E qui entriamo nel mio ambito di studi principale, ovvero l'arte rinascimentale e Leonardo da Vinci.

L'uno e l'altro non possono essere compresi se non si comprendono appieno le dinamiche con cui le vicende delle Americhe si sono sviluppate lungo il corso di tutto il XV secolo, fino a sfociare in una delle più grandi farse della storia, ovvero la scoperta dell'America da parte di Cristoforo Colombo.

La Cavalcata dei Magi dipinta da Benozzo Gozzoli a cui facevo cenno poc'anzi risulta essere il manifesto dell'alleanza politica tra le signorie che ruotavano attorno alla figura di Cosimo de Medici, il Pater Patriæ della Signoria fiorentina.

Affrescata nella cappella che occupa il luogo più intimo della residenza medicea, questo dipinto, che si vuole essere celebrativo di Lorenzo il Magnifico, ritratto a cavallo con fattezze più gentili di quelle che invece lo contraddistinguevano, ritrae in realtà la cavalcata che celebra l'ingresso in Firenze del Re d'Ungheria neoeletto, Mattia Corvino.

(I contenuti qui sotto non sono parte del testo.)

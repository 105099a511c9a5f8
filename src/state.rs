//! Application state shared by HTTP and WebSocket handlers.
//!
//! This module owns:
//!   - the read-only content catalog (config bank + built-in seeds)
//!   - the drill rules (from TOML or defaults)
//!   - the progress cache and the store it is persisted through
//!
//! Sessions are NOT kept here: each WebSocket connection owns its own runner.

use std::sync::Arc;

use tokio::sync::{Mutex, RwLock};
use tracing::{error, info, instrument, warn};

use crate::catalog::Catalog;
use crate::config::{load_lab_config_from_env, LabConfig};
use crate::progress::{JsonFileStore, MemoryStore, Progress, ProgressStore};
use crate::runner::{DrillRules, SessionSummary};

#[derive(Clone)]
pub struct AppState {
    pub catalog: Arc<Catalog>,
    pub drill_rules: DrillRules,
    pub progress: Arc<RwLock<Progress>>,
    store: Arc<dyn ProgressStore>,
    persist_lock: Arc<Mutex<()>>,
}

impl AppState {
    /// Build state from env: load config, build the catalog, pick a progress store.
    #[instrument(level = "info", skip_all)]
    pub fn from_env() -> Self {
        let cfg = load_lab_config_from_env();

        let store: Arc<dyn ProgressStore> = match std::env::var("PROGRESS_PATH") {
            Ok(path) => {
                info!(target: "opsdrill", %path, "Persisting progress to JSON file.");
                Arc::new(JsonFileStore::new(path))
            }
            Err(_) => {
                info!(target: "opsdrill", "PROGRESS_PATH not set; progress lives in memory only.");
                Arc::new(MemoryStore::default())
            }
        };

        Self::new(cfg.as_ref(), store)
    }

    /// Explicit construction; the store is injected, never looked up.
    pub fn new(cfg: Option<&LabConfig>, store: Arc<dyn ProgressStore>) -> Self {
        let catalog = Catalog::build(cfg);
        let drill_rules = cfg.map(|c| c.drill.rules()).unwrap_or_default();

        let progress = match store.load() {
            Ok(p) => p,
            Err(e) => {
                error!(target: "progress", error = %e, "Failed to load progress; starting fresh");
                Progress::default()
            }
        };
        info!(target: "progress", total_xp = progress.total_xp, sessions = progress.sessions_played, "Progress loaded");

        Self {
            catalog: Arc::new(catalog),
            drill_rules,
            progress: Arc::new(RwLock::new(progress)),
            store,
            persist_lock: Arc::new(Mutex::new(())),
        }
    }

    /// Credit a finished session and persist. Call exactly once per summary.
    /// Store failures are logged; the in-memory total stays credited.
    #[instrument(level = "info", skip(self, summary), fields(session = %summary.session_id, challenge = %summary.challenge_id))]
    pub async fn record_summary(&self, summary: &SessionSummary) -> Progress {
        let credited = {
            let mut progress = self.progress.write().await;
            progress.apply(summary);
            progress.clone()
        };
        info!(target: "progress", credited = summary.credited_xp(), total_xp = credited.total_xp, "Session credited");
        self.persist().await;
        credited
    }

    /// Write the latest progress through the store off the async workers.
    /// Writers queue on `persist_lock`, so the last save always carries the newest totals.
    async fn persist(&self) {
        let _turn = self.persist_lock.lock().await;
        let latest = self.progress.read().await.clone();
        let store = Arc::clone(&self.store);
        match tokio::task::spawn_blocking(move || store.save(&latest)).await {
            Ok(Ok(())) => {}
            Ok(Err(e)) => warn!(target: "progress", error = %e, "Failed to persist progress"),
            Err(e) => error!(target: "progress", error = %e, "Progress save task failed"),
        }
    }

    pub async fn progress_snapshot(&self) -> Progress {
        self.progress.read().await.clone()
    }
}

(A sinistra: Mattia Corvino e Lorenzo de' Medici)

Tanto che la cavalcata a cui allude il titolo del ciclo di affreschi è quella dei Magi-ari, una delle sette tribù che concorsero a formare il popolo Ungherese, e tra i quali figura anche Vlad III di Valachia, all'epoca al servizio di Alfonso V d'Aragona, più noto al grande pubblico col nome di Dracula.

Al seguito del Re d'Ungheria sono ritratti i dignitari bizantini che concorsero a dar vita a quel rilancio delle arti che prenderà il nome di Rinascimento portando con sé in occasione del Concilio che si tenne a Firenze nel 1439 libri e antiche mappe geografiche, compreso il Geographia di Tolomeo, già a Firenze già dagli inizi del '400 grazie al bizantino Crisolora, affiliato al Re d'Ungheria, nonché Imperatore del Sacro Romano Impero, Sigismondo; con loro, gli Sforza, i Medici, i d'Este, Ciriaco d'Ancona (considerato inventore della moderna archeologia) e molti altri.

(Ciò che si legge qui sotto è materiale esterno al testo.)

//! Domain models: categories, difficulty tiers, steps, challenges and drill cards.

use serde::{Deserialize, Serialize};

use crate::error::RunnerError;

/// Which toolchain a challenge exercises.
#[derive(Clone, Copy, Debug, Serialize, Deserialize, PartialEq, Eq, Hash, PartialOrd, Ord)]
#[serde(rename_all = "snake_case")]
pub enum Category {
  Kubernetes,
  Docker,
  Linux,
  Git,
}

impl Category {
  pub fn as_str(&self) -> &'static str {
    match self {
      Category::Kubernetes => "kubernetes",
      Category::Docker => "docker",
      Category::Linux => "linux",
      Category::Git => "git",
    }
  }
}

/// Ordered difficulty tier: easy < medium < hard < evil.
#[derive(Clone, Copy, Debug, Serialize, Deserialize, PartialEq, Eq, Hash, PartialOrd, Ord)]
#[serde(rename_all = "snake_case")]
pub enum Difficulty {
  Easy,
  Medium,
  Hard,
  Evil,
}

impl Default for Difficulty {
  fn default() -> Self { Difficulty::Medium }
}

/// One prompt/expected-answer unit within a challenge.
#[derive(Clone, Debug, Serialize, Deserialize, PartialEq, Eq)]
pub struct Step {
  pub instruction: String,
  pub expected_answer: String,
  #[serde(default)] pub alternate_answers: Vec<String>,
  #[serde(default)] pub success_output: String,
  #[serde(default)] pub note: String,
  #[serde(default)] pub hint: String,
  /// Flat award for drill play. Falls back to the challenge reward when absent.
  #[serde(default)] pub reward_points: Option<u32>,
}

impl Step {
  pub fn new(instruction: impl Into<String>, expected_answer: impl Into<String>) -> Self {
    Self {
      instruction: instruction.into(),
      expected_answer: expected_answer.into(),
      alternate_answers: Vec::new(),
      success_output: String::new(),
      note: String::new(),
      hint: String::new(),
      reward_points: None,
    }
  }

  pub fn with_alternates<I, S>(mut self, alternates: I) -> Self
  where
    I: IntoIterator<Item = S>,
    S: Into<String>,
  {
    self.alternate_answers = alternates.into_iter().map(Into::into).collect();
    self
  }

  pub fn with_output(mut self, output: impl Into<String>) -> Self {
    self.success_output = output.into();
    self
  }

  pub fn with_note(mut self, note: impl Into<String>) -> Self {
    self.note = note.into();
    self
  }

  pub fn with_hint(mut self, hint: impl Into<String>) -> Self {
    self.hint = hint.into();
    self
  }

  pub fn with_reward(mut self, points: u32) -> Self {
    self.reward_points = Some(points);
    self
  }
}

/// A named, ordered sequence of steps with a total point reward.
#[derive(Clone, Debug, Serialize, Deserialize, PartialEq, Eq)]
pub struct Challenge {
  pub id: String,
  pub title: String,
  #[serde(default)] pub description: String,
  pub category: Category,
  #[serde(default)] pub difficulty: Difficulty,
  #[serde(default)] pub reward_points: u32,
  pub steps: Vec<Step>,
}

impl Challenge {
  /// Reject degenerate challenges before a session is built around them.
  pub fn validate(&self) -> Result<(), RunnerError> {
    if self.steps.is_empty() {
      return Err(RunnerError::InvalidChallenge(format!("challenge '{}' has no steps", self.id)));
    }
    if let Some(idx) = self.steps.iter().position(|s| s.expected_answer.trim().is_empty()) {
      return Err(RunnerError::InvalidChallenge(format!(
        "challenge '{}' step {} has an empty expected answer",
        self.id,
        idx + 1
      )));
    }
    Ok(())
  }
}

/// Single-command drill entry. A drill session strings several of these together.
#[derive(Clone, Debug, Serialize, Deserialize, PartialEq, Eq)]
pub struct CommandCard {
  pub id: String,
  pub description: String,
  pub command: String,
  #[serde(default)] pub alternates: Vec<String>,
  #[serde(default)] pub hint: String,
  pub category: Category,
  #[serde(default)] pub difficulty: Difficulty,
  pub xp: u32,
}

impl CommandCard {
  pub fn to_step(&self) -> Step {
    Step::new(&self.description, &self.command)
      .with_alternates(self.alternates.iter().cloned())
      .with_hint(&self.hint)
      .with_reward(self.xp)
  }
}

#[cfg(test)]
mod tests {
  use super::*;

  fn sample(steps: Vec<Step>) -> Challenge {
    Challenge {
      id: "t".into(),
      title: "T".into(),
      description: String::new(),
      category: Category::Linux,
      difficulty: Difficulty::Easy,
      reward_points: 10,
      steps,
    }
  }

  #[test]
  fn difficulty_is_ordered() {
    assert!(Difficulty::Easy < Difficulty::Medium);
    assert!(Difficulty::Medium < Difficulty::Hard);
    assert!(Difficulty::Hard < Difficulty::Evil);
  }

  #[test]
  fn empty_challenge_is_rejected() {
    let err = sample(vec![]).validate().unwrap_err();
    assert!(matches!(err, RunnerError::InvalidChallenge(_)));
  }

  #[test]
  fn blank_expected_answer_is_rejected() {
    let err = sample(vec![Step::new("a", "ls"), Step::new("b", "   ")]).validate().unwrap_err();
    assert!(err.to_string().contains("step 2"), "{err}");
  }

  #[test]
  fn card_becomes_single_rewarded_step() {
    let card = CommandCard {
      id: "ps-1".into(),
      description: "Show all running processes".into(),
      command: "ps aux".into(),
      alternates: vec!["ps -ef".into()],
      hint: "ps with aux".into(),
      category: Category::Linux,
      difficulty: Difficulty::Easy,
      xp: 10,
    };
    let step = card.to_step();
    assert_eq!(step.expected_answer, "ps aux");
    assert_eq!(step.alternate_answers, vec!["ps -ef".to_string()]);
    assert_eq!(step.reward_points, Some(10));
  }

  #[test]
  fn category_deserializes_snake_case() {
    let c: Category = serde_json::from_str("\"kubernetes\"").unwrap();
    assert_eq!(c, Category::Kubernetes);
    assert_eq!(c.as_str(), "kubernetes");
  }
}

Curiosamente, Cosimo de Medici viene raffigurato in un angolo defilato della Cappella, con alle spalle il referente primo di tutto il movimento culturale bizantino, ovvero Gemisto Pletone, nei panni di un imperatore Inca, all'epoca Pachacutéc, che proprio in quell'anno morirà.

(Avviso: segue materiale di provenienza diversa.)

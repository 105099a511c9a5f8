//! Read-only content catalog: scenario labs and the command drill deck.
//!
//! Built once at startup from TOML-configured entries plus built-in seeds.
//! Config entries win on id collisions; invalid entries are skipped with an error log.

use std::collections::{HashMap, HashSet};
use std::sync::Arc;

use rand::seq::SliceRandom;
use rand::Rng;
use tracing::{error, info, instrument};

use crate::config::LabConfig;
use crate::domain::{Category, Challenge, CommandCard, Difficulty};
use crate::seeds::{seed_commands, seed_scenarios};

#[derive(Clone, Debug, Default)]
pub struct Catalog {
  scenarios: Vec<Arc<Challenge>>,
  by_id: HashMap<String, Arc<Challenge>>,
  commands: Vec<CommandCard>,
}

impl Catalog {
  #[instrument(level = "info", skip_all)]
  pub fn build(cfg: Option<&LabConfig>) -> Self {
    let mut catalog = Catalog::default();

    if let Some(cfg) = cfg {
      for sc in &cfg.scenarios {
        catalog.insert_scenario(sc.clone().into_challenge());
      }
      for card in &cfg.commands {
        catalog.insert_command(card.clone());
      }
    }

    // Always insert built-in seeds, but don't overwrite existing ids.
    for c in seed_scenarios() {
      catalog.insert_scenario(c);
    }
    for card in seed_commands() {
      catalog.insert_command(card);
    }

    let mut count_by_cat: HashMap<Category, (usize, usize)> = HashMap::new();
    for c in &catalog.scenarios {
      count_by_cat.entry(c.category).or_default().0 += 1;
    }
    for card in &catalog.commands {
      count_by_cat.entry(card.category).or_default().1 += 1;
    }
    for (cat, (scenarios, commands)) in count_by_cat {
      info!(target: "catalog", category = cat.as_str(), scenarios, commands, "Startup catalog inventory");
    }
    catalog
  }

  fn insert_scenario(&mut self, c: Challenge) {
    if self.by_id.contains_key(&c.id) {
      return;
    }
    if let Err(e) = c.validate() {
      error!(target: "catalog", id = %c.id, error = %e, "Skipping scenario");
      return;
    }
    let c = Arc::new(c);
    self.by_id.insert(c.id.clone(), Arc::clone(&c));
    self.scenarios.push(c);
  }

  fn insert_command(&mut self, card: CommandCard) {
    if self.commands.iter().any(|c| c.id == card.id) {
      return;
    }
    if card.command.trim().is_empty() {
      error!(target: "catalog", id = %card.id, "Skipping command card: empty command");
      return;
    }
    self.commands.push(card);
  }

  pub fn scenario(&self, id: &str) -> Option<Arc<Challenge>> {
    self.by_id.get(id).cloned()
  }

  pub fn scenarios(&self) -> &[Arc<Challenge>] {
    &self.scenarios
  }

  pub fn commands(&self, category: Option<Category>) -> Vec<&CommandCard> {
    self.commands
      .iter()
      .filter(|c| category.map_or(true, |cat| c.category == cat))
      .collect()
  }

  /// Assemble a drill from random command cards, never repeating a card id.
  /// Returns `None` when no card matches the filter.
  pub fn build_drill<R: Rng + ?Sized>(&self, category: Option<Category>, rng: &mut R) -> Option<Challenge> {
    let mut pool = self.commands(category);
    pool.shuffle(rng);
    let difficulty = pool.iter().map(|c| c.difficulty).max().unwrap_or(Difficulty::Easy);
    let mut used: HashSet<&str> = HashSet::with_capacity(pool.len());
    let mut steps = Vec::with_capacity(pool.len());
    for card in pool {
      if used.insert(card.id.as_str()) {
        steps.push(card.to_step());
      }
    }
    if steps.is_empty() {
      return None;
    }

    let scope = category.map_or("all", |c| c.as_str());
    Some(Challenge {
      id: format!("drill-{scope}"),
      title: format!("Command drill ({scope})"),
      description: "Type the correct command for each prompt.".into(),
      category: category.unwrap_or(Category::Linux),
      difficulty,
      reward_points: 0,
      steps,
    })
  }
}

#[cfg(test)]
mod tests {
  use super::*;
  use crate::config::parse_lab_config;
  use rand::rngs::StdRng;
  use rand::SeedableRng;

  #[test]
  fn seeds_only_catalog() {
    let catalog = Catalog::build(None);
    assert_eq!(catalog.scenarios().len(), 4);
    assert!(catalog.scenario("scenario-git-revert").is_some());
    assert_eq!(catalog.commands(Some(Category::Git)).len(), 6);
  }

  #[test]
  fn config_entries_win_and_bad_ones_are_skipped() {
    let src = r#"
[[scenarios]]
id = "scenario-git-revert"
title = "Custom revert"
category = "git"
reward_points = 10
[[scenarios.steps]]
instruction = "revert"
expected_answer = "git revert HEAD"

[[scenarios]]
id = "empty"
title = "No steps"
category = "linux"
"#;
    let cfg = parse_lab_config(src).unwrap();
    let catalog = Catalog::build(Some(&cfg));
    assert_eq!(catalog.scenario("scenario-git-revert").unwrap().title, "Custom revert");
    assert!(catalog.scenario("empty").is_none());
    assert_eq!(catalog.scenarios().len(), 4);
  }

  #[test]
  fn drill_uses_each_card_once() {
    let catalog = Catalog::build(None);
    let mut rng = StdRng::seed_from_u64(7);
    let drill = catalog.build_drill(Some(Category::Docker), &mut rng).unwrap();
    assert_eq!(drill.steps.len(), 6);
    let answers: HashSet<_> = drill.steps.iter().map(|s| s.expected_answer.clone()).collect();
    assert_eq!(answers.len(), 6);
    assert!(drill.steps.iter().all(|s| s.reward_points.is_some()));
    assert_eq!(drill.id, "drill-docker");
    assert_eq!(catalog.commands(Some(Category::Docker)).len(), 6);
  }

  #[test]
  fn drill_over_everything() {
    let catalog = Catalog::build(None);
    let mut rng = StdRng::seed_from_u64(1);
    let drill = catalog.build_drill(None, &mut rng).unwrap();
    assert_eq!(drill.steps.len(), 26);
    assert_eq!(drill.difficulty, Difficulty::Hard);
  }

  fn card(id: &str, n: usize) -> CommandCard {
    CommandCard {
      id: id.into(),
      description: format!("card {n}"),
      command: format!("echo {n}"),
      alternates: Vec::new(),
      hint: String::new(),
      category: Category::Linux,
      difficulty: Difficulty::Easy,
      xp: 5,
    }
  }

  #[test]
  fn drill_skips_repeated_ids_and_covers_large_decks() {
    let mut catalog = Catalog::default();
    catalog.commands = (0..2000).map(|n| card(&format!("c{n}"), n)).collect();
    catalog.commands.push(card("c7", 9999));
    let mut rng = StdRng::seed_from_u64(3);
    let drill = catalog.build_drill(Some(Category::Linux), &mut rng).unwrap();
    assert_eq!(drill.steps.len(), 2000);
    let answers: HashSet<_> = drill.steps.iter().map(|s| s.expected_answer.as_str()).collect();
    assert_eq!(answers.len(), 2000);
  }

  #[test]
  fn empty_pool_builds_nothing() {
    let catalog = Catalog::default();
    let mut rng = StdRng::seed_from_u64(1);
    assert!(catalog.build_drill(None, &mut rng).is_none());
  }
}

(A destra: Pachacutéc e Cosimo de' Medici) 

Chissà, forse facendosi ritrarre nei suoi panni Cosimo de Medici volle omaggiarlo di un ultimo saluto, fatto sta che nella raffigurazione con cui lo ritrae Benozzo Gozzoli il vecchio Cosimo indossa i paramenti sacerdotali Inca, porta i capelli alla tipica moda dei nativi amerindi ma soprattutto indossa la mascapaicha, un ornamento costituito da un filo intrecciato rosso e oro e tre piume di un uccello sacro andino con cui veniva identificato non solo l'ordine sacerdotale ma anche il rango regale di chi lo indossava, quasi a investire chi lo indossasse sia del potere spirituale che di quello temporale.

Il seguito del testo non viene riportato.